Are there any fellow Windows users out there who actually use e-mail services other than one of the web-client-based ones? What do you use for a mail client in Windows? I'm presently using FossaMail, a no-longer-developed fork of Thunderbird, and while it works well enough for now, I'm wondering if it's time I moved to something else, but I don't know just what is worth moving to.
@emanate I'm okay with web interfaces, but I'm really looking for something that'll let me get at my own IMAP server on Prisma – you know, where my electrickeet.com addresses are. If there's a nice, simple "download this, run these two or three commands, connect to this URL, Bob's your uncle" web client for IMAP, I could see dropping my native e-mail client altogether. I mean, I don't use the native clients for Telegram or Slack 'cause they work just fine or better in my browser!
@ElectricKeet When I cared to, I either just used Thunderbird or Outlook.

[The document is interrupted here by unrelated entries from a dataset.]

//! Category catalog: maps category display names to category ids.

use crate::error::SeedError;
use serde::{Deserialize, Serialize};
use std::path::Path;
use tracing::debug;

/// A category as exported by the companion store. Unknown fields are ignored.
#[derive(Debug, Clone, PartialEq, Eq, Serialize, Deserialize)]
pub struct Category {
    pub id: String,
    pub name: String,
}

/// Category list loaded once per run. Keeps file order so the first match wins.
#[derive(Debug, Clone, Default)]
pub struct CategoryCatalog {
    categories: Vec<Category>,
}

impl CategoryCatalog {
    pub fn new(categories: Vec<Category>) -> Self {
        Self { categories }
    }

    /// Load a JSON array of category objects.
    pub fn load(path: &Path) -> Result<Self, SeedError> {
        let content = std::fs::read_to_string(path).map_err(|source| SeedError::CategoryRead {
            path: path.to_path_buf(),
            source,
        })?;
        let catalog = Self::from_json(&content).map_err(|source| SeedError::CategoryParse {
            path: path.to_path_buf(),
            source,
        })?;
        debug!(
            path = %path.display(),
            categories = catalog.len(),
            "Loaded category catalog"
        );
        Ok(catalog)
    }

    pub fn from_json(content: &str) -> Result<Self, serde_json::Error> {
        let categories: Vec<Category> = serde_json::from_str(content)?;
        Ok(Self::new(categories))
    }

    /// Id of the first category whose name equals `name` exactly.
    pub fn resolve(&self, name: &str) -> Option<&str> {
        self.categories
            .iter()
            .find(|category| category.name == name)
            .map(|category| category.id.as_str())
    }

    pub fn iter(&self) -> impl Iterator<Item = &Category> {
        self.categories.iter()
    }

    pub fn len(&self) -> usize {
        self.categories.len()
    }

    pub fn is_empty(&self) -> bool {
        self.categories.is_empty()
    }
}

Mostly because the worked good enough for my purposes and I didn't have any special requirements for interface or fonts beyond what they were capable of. Of the 2, I actually preferred Outlook just because the interface was the same as what I had to use for work, so my brain didn't have to work as hard. YMMV
@kelseyhusky I'm loath to take on anything further from Microsoft, but I might re-open that option if nothing else pans out.
@ElectricKeet Totally understandable!
@ElectricKeet I gave up on finding a decent mail client on Windows. Honestly I think that was one of the main reasons I embraced OS X so much. The stock mail app is the best I've ever used
@mawr @ElectricKeet I... may have a Bad Idea, but I want to test it before I advocate for it. If I'm right, I want to at least be able to help unfuck it if I lead you astray.
@mawr @ElectricKeet KMail in a VM. I've been having enough problems with Firefox eating more memory than I want to give it that isolating it to a VM would give me an additional tool for limiting its resource-hogging potential. I can't find a good Windows tool that's not proprietary or expensive. And I'm almost ready to cut the cord with Windows again. Not sure right now what I'm missing that I can't put in a Windows VM, so... this may be a step back towards a Linux laptop.
@literorrery @ElectricKeet TBH, if I weren't so enamored and familiar with OS X as a user interface at this point, I almost definitely would have made the switch to Linux by now.
Windows started applying all the worst lessons the Apple camp had to offer, and they don't seem too interested in changing course. :(
@mawr @literorrery I keep trying, but getting Linux running properly on the Surface Pro 3 takes a level of knowledge I don't have about how to make a Linux system happy. I always manage to break these things horribly. At least with Windows I know a few ways to patch around shit.
If I really made a proper go at switching on my desktop – especially if I could set up a Win7 VM for the stuff I use that I can't just swap off of that easily....
*sighs* I know this will end in tears.
@ElectricKeet @literorrery @mawr I'm running Linux on a laptop that does essentially terminals and chrome. My win desktop does VMWare, ida pro, and a bunch of solver jobs. Both of them use thunderbird. It sucks but it integrates gpg and that's all I care about :/
If I were cool I'd still be using mutt. I don't know if that integrates gpg but it couldn't be hat hard?
The masochists I know email from emacs.
IMO as a kernel dev; there are no good operating systems, but android is a bad one
@CeruleanK I've ended up sticking with Thunderbird/FossaMail for now. It really does turn out to be about the best option.
@ElectricKeet I'm still using regular Thunderbird, and it's... functional for what I need it for. I could never quite get used to web interfaces. Too many things already /are/ just web pages these days.